▸ WHAT YOU SHOULD DO: Print out the entries, word for word.

Start of RECORDS SHOWN

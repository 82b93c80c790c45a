mod logging;

use std::path::PathBuf;
use std::sync::Arc;

use clap::Parser;
use dbrowse_adapters::chat::OllamaAssistant;
use dbrowse_adapters::connector::DriverConnector;
use dbrowse_core::chat::ChatAssistant;
use dbrowse_core::config::{default_config_dir, FileConfigStore, CONFIG_FILE_NAME};
use dbrowse_core::history::FileHistoryStore;
use dbrowse_tui::context::AppContext;
use dbrowse_tui::Launch;

/// Terminal browser for MySQL and SQLite databases.
#[derive(Debug, Parser)]
#[command(name = "dbrowse", version, about)]
struct Cli {
    /// Saved connection to open at startup.
    #[arg(long, value_name = "NAME")]
    profile: Option<String>,

    /// Directory holding config.toml and history.json.
    #[arg(long, value_name = "PATH")]
    config_dir: Option<PathBuf>,
}

/// Loads the stores and collaborators. Problems that should not stop the
/// UI from starting are reported through `startup_error`.
fn prepare(cli: &Cli) -> Launch {
    let mut startup_error = None;

    let config_dir = match cli.config_dir.clone().map_or_else(default_config_dir, Ok) {
        Ok(dir) => dir,
        Err(error) => {
            startup_error = Some(error.to_string());
            PathBuf::from(".")
        }
    };
    let config = match FileConfigStore::load_from_dir(&config_dir) {
        Ok(config) => config,
        Err(error) => {
            tracing::error!(%error, "config could not be loaded");
            startup_error = Some(error.to_string());
            FileConfigStore::with_defaults(config_dir.join(CONFIG_FILE_NAME))
        }
    };

    let history_settings = config.config().history.clone();
    let history = FileHistoryStore::load_from_dir(&config_dir, &history_settings)
        .unwrap_or_else(|error| {
            tracing::warn!(%error, "history could not be loaded, keeping it in memory");
            FileHistoryStore::in_memory(history_settings.max_entries)
        });

    let assistant: Option<Arc<dyn ChatAssistant>> =
        match OllamaAssistant::new(&config.config().ai.endpoint) {
            Ok(assistant) => Some(Arc::new(assistant)),
            Err(error) => {
                tracing::warn!(%error, "AI assistant unavailable");
                None
            }
        };

    let auto_connect = cli.profile.as_deref().and_then(|name| {
        let profile = config.profile(name).cloned();
        if profile.is_none() && startup_error.is_none() {
            startup_error = Some(format!("no saved connection named `{name}`"));
        }
        profile
    });

    tracing::info!(
        config = %config.path().display(),
        profiles = config.profiles().len(),
        "starting"
    );
    Launch {
        context: AppContext::new(config, history, Arc::new(DriverConnector), assistant),
        startup_error,
        auto_connect,
    }
}

fn run_app(
    cli: &Cli,
    run_tui: impl FnOnce(Launch) -> Result<(), dbrowse_tui::TuiError>,
) -> Result<(), Box<dyn std::error::Error>> {
    run_tui(prepare(cli))?;
    Ok(())
}

fn main() -> Result<(), Box<dyn std::error::Error>> {
    let cli = Cli::parse();
    let _guard = match logging::init() {
        Ok((path, guard)) => {
            tracing::info!(log = %path.display(), "logging initialized");
            Some(guard)
        }
        Err(error) => {
            eprintln!("dbrowse: logging disabled: {error}");
            None
        }
    };
    run_app(&cli, dbrowse_tui::run)
}

#[cfg(test)]
mod tests {
    use std::fs;
    use std::io;

    use clap::Parser;
    use tempfile::TempDir;

    use super::{prepare, run_app, Cli};

    fn cli(dir: &TempDir, profile: Option<&str>) -> Cli {
        let mut args = vec![
            "dbrowse".to_string(),
            "--config-dir".to_string(),
            dir.path().display().to_string(),
        ];
        if let Some(profile) = profile {
            args.extend(["--profile".to_string(), profile.to_string()]);
        }
        Cli::parse_from(args)
    }

    #[test]
    fn saved_profile_is_connected_at_startup() {
        let dir = TempDir::new().expect("temp dir");
        fs::write(
            dir.path().join("config.toml"),
            "[[connections]]\nname = \"notes\"\nkind = \"sqlite\"\ndatabase = \"notes.db\"\n",
        )
        .expect("write config");

        let launch = prepare(&cli(&dir, Some("notes")));
        assert!(launch.startup_error.is_none());
        assert_eq!(
            launch.auto_connect.map(|profile| profile.name),
            Some("notes".to_string())
        );
        assert!(launch.context.assistant.is_some());
    }

    #[test]
    fn unknown_profile_starts_in_the_fatal_state() {
        let dir = TempDir::new().expect("temp dir");
        let launch = prepare(&cli(&dir, Some("prod")));
        assert!(launch.auto_connect.is_none());
        assert_eq!(
            launch.startup_error.as_deref(),
            Some("no saved connection named `prod`")
        );
    }

    #[test]
    fn unreadable_config_is_reported_and_defaults_are_used() {
        let dir = TempDir::new().expect("temp dir");
        fs::write(dir.path().join("config.toml"), "page_size = [").expect("write config");

        let launch = prepare(&cli(&dir, None));
        let message = launch.startup_error.expect("startup error");
        assert!(message.starts_with("failed to parse config file"));
        assert_eq!(launch.context.config.config().page_size, 50);
    }

    #[test]
    fn run_app_propagates_tui_errors() {
        let dir = TempDir::new().expect("temp dir");
        assert!(run_app(&cli(&dir, None), |_| Ok(())).is_ok());

        let result = run_app(&cli(&dir, None), |_| {
            Err(dbrowse_tui::TuiError::Io(io::Error::other("boom")))
        });
        assert!(result.is_err());
    }
}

End of RECORDS SHOWN

▸ ANSWER TO THE EXERCISE:
repository 82b93c80c790c45a
mod logging;

use std::path::PathBuf;
use std::sync::Arc;

use clap::Parser;
use dbrowse_adapters::chat::OllamaAssistant;
use dbrowse_adapters::connector::DriverConnector;
use dbrowse_core::chat::ChatAssistant;
use dbrowse_core::config::{default_config_dir, FileConfigStore, CONFIG_FILE_NAME};
use dbrowse_core::history::FileHistoryStore;
use dbrowse_tui::context::AppContext;
use dbrowse_tui::Launch;

/// Terminal browser for MySQL and SQLite databases.
#[derive(Debug, Parser)]
#[command(name = "dbrowse", version, about)]
struct Cli {
    /// Saved connection to open at startup.
    #[arg(long, value_name = "NAME")]
    profile: Option<String>,

    /// Directory holding config.toml and history.json.
    #[arg(long, value_name = "PATH")]
    config_dir: Option<PathBuf>,
}

/// Loads the stores and collaborators. Problems that should not stop the
/// UI from starting are reported through `startup_error`.
fn prepare(cli: &Cli) -> Launch {
    let mut startup_error = None;

    let config_dir = match cli.config_dir.clone().map_or_else(default_config_dir, Ok) {
        Ok(dir) => dir,
        Err(error) => {
            startup_error = Some(error.to_string());
            PathBuf::from(".")
        }
    };
    let config = match FileConfigStore::load_from_dir(&config_dir) {
        Ok(config) => config,
        Err(error) => {
            tracing::error!(%error, "config could not be loaded");
            startup_error = Some(error.to_string());
            FileConfigStore::with_defaults(config_dir.join(CONFIG_FILE_NAME))
        }
    };

    let history_settings = config.config().history.clone();
    let history = FileHistoryStore::load_from_dir(&config_dir, &history_settings)
        .unwrap_or_else(|error| {
            tracing::warn!(%error, "history could not be loaded, keeping it in memory");
            FileHistoryStore::in_memory(history_settings.max_entries)
        });

    let assistant: Option<Arc<dyn ChatAssistant>> =
        match OllamaAssistant::new(&config.config().ai.endpoint) {
            Ok(assistant) => Some(Arc::new(assistant)),
            Err(error) => {
                tracing::warn!(%error, "AI assistant unavailable");
                None
            }
        };

    let auto_connect = cli.profile.as_deref().and_then(|name| {
        let profile = config.profile(name).cloned();
        if profile.is_none() && startup_error.is_none() {
            startup_error = Some(format!("no saved connection named `{name}`"));
        }
        profile
    });

    tracing::info!(
        config = %config.path().display(),
        profiles = config.profiles().len(),
        "starting"
    );
    Launch {
        context: AppContext::new(config, history, Arc::new(DriverConnector), assistant),
        startup_error,
        auto_connect,
    }
}

fn run_app(
    cli: &Cli,
    run_tui: impl FnOnce(Launch) -> Result<(), dbrowse_tui::TuiError>,
) -> Result<(), Box<dyn std::error::Error>> {
    run_tui(prepare(cli))?;
    Ok(())
}

fn main() -> Result<(), Box<dyn std::error::Error>> {
    let cli = Cli::parse();
    let _guard = match logging::init() {
        Ok((path, guard)) => {
            tracing::info!(log = %path.display(), "logging initialized");
            Some(guard)
        }
        Err(error) => {
            eprintln!("dbrowse: logging disabled: {error}");
            None
        }
    };
    run_app(&cli, dbrowse_tui::run)
}

#[cfg(test)]
mod tests {
    use std::fs;
    use std::io;

    use clap::Parser;
    use tempfile::TempDir;

    use super::{prepare, run_app, Cli};

    fn cli(dir: &TempDir, profile: Option<&str>) -> Cli {
        let mut args = vec![
            "dbrowse".to_string(),
            "--config-dir".to_string(),
            dir.path().display().to_string(),
        ];
        if let Some(profile) = profile {
            args.extend(["--profile".to_string(), profile.to_string()]);
        }
        Cli::parse_from(args)
    }

    #[test]
    fn saved_profile_is_connected_at_startup() {
        let dir = TempDir::new().expect("temp dir");
        fs::write(
            dir.path().join("config.toml"),
            "[[connections]]\nname = \"notes\"\nkind = \"sqlite\"\ndatabase = \"notes.db\"\n",
        )
        .expect("write config");

        let launch = prepare(&cli(&dir, Some("notes")));
        assert!(launch.startup_error.is_none());
        assert_eq!(
            launch.auto_connect.map(|profile| profile.name),
            Some("notes".to_string())
        );
        assert!(launch.context.assistant.is_some());
    }

    #[test]
    fn unknown_profile_starts_in_the_fatal_state() {
        let dir = TempDir::new().expect("temp dir");
        let launch = prepare(&cli(&dir, Some("prod")));
        assert!(launch.auto_connect.is_none());
        assert_eq!(
            launch.startup_error.as_deref(),
            Some("no saved connection named `prod`")
        );
    }

    #[test]
    fn unreadable_config_is_reported_and_defaults_are_used() {
        let dir = TempDir::new().expect("temp dir");
        fs::write(dir.path().join("config.toml"), "page_size = [").expect("write config");

        let launch = prepare(&cli(&dir, None));
        let message = launch.startup_error.expect("startup error");
        assert!(message.starts_with("failed to parse config file"));
        assert_eq!(launch.context.config.config().page_size, 50);
    }

    #[test]
    fn run_app_propagates_tui_errors() {
        let dir = TempDir::new().expect("temp dir");
        assert!(run_app(&cli(&dir, None), |_| Ok(())).is_ok());

        let result = run_app(&cli(&dir, None), |_| {
            Err(dbrowse_tui::TuiError::Io(io::Error::other("boom")))
        });
        assert!(result.is_err());
    }
}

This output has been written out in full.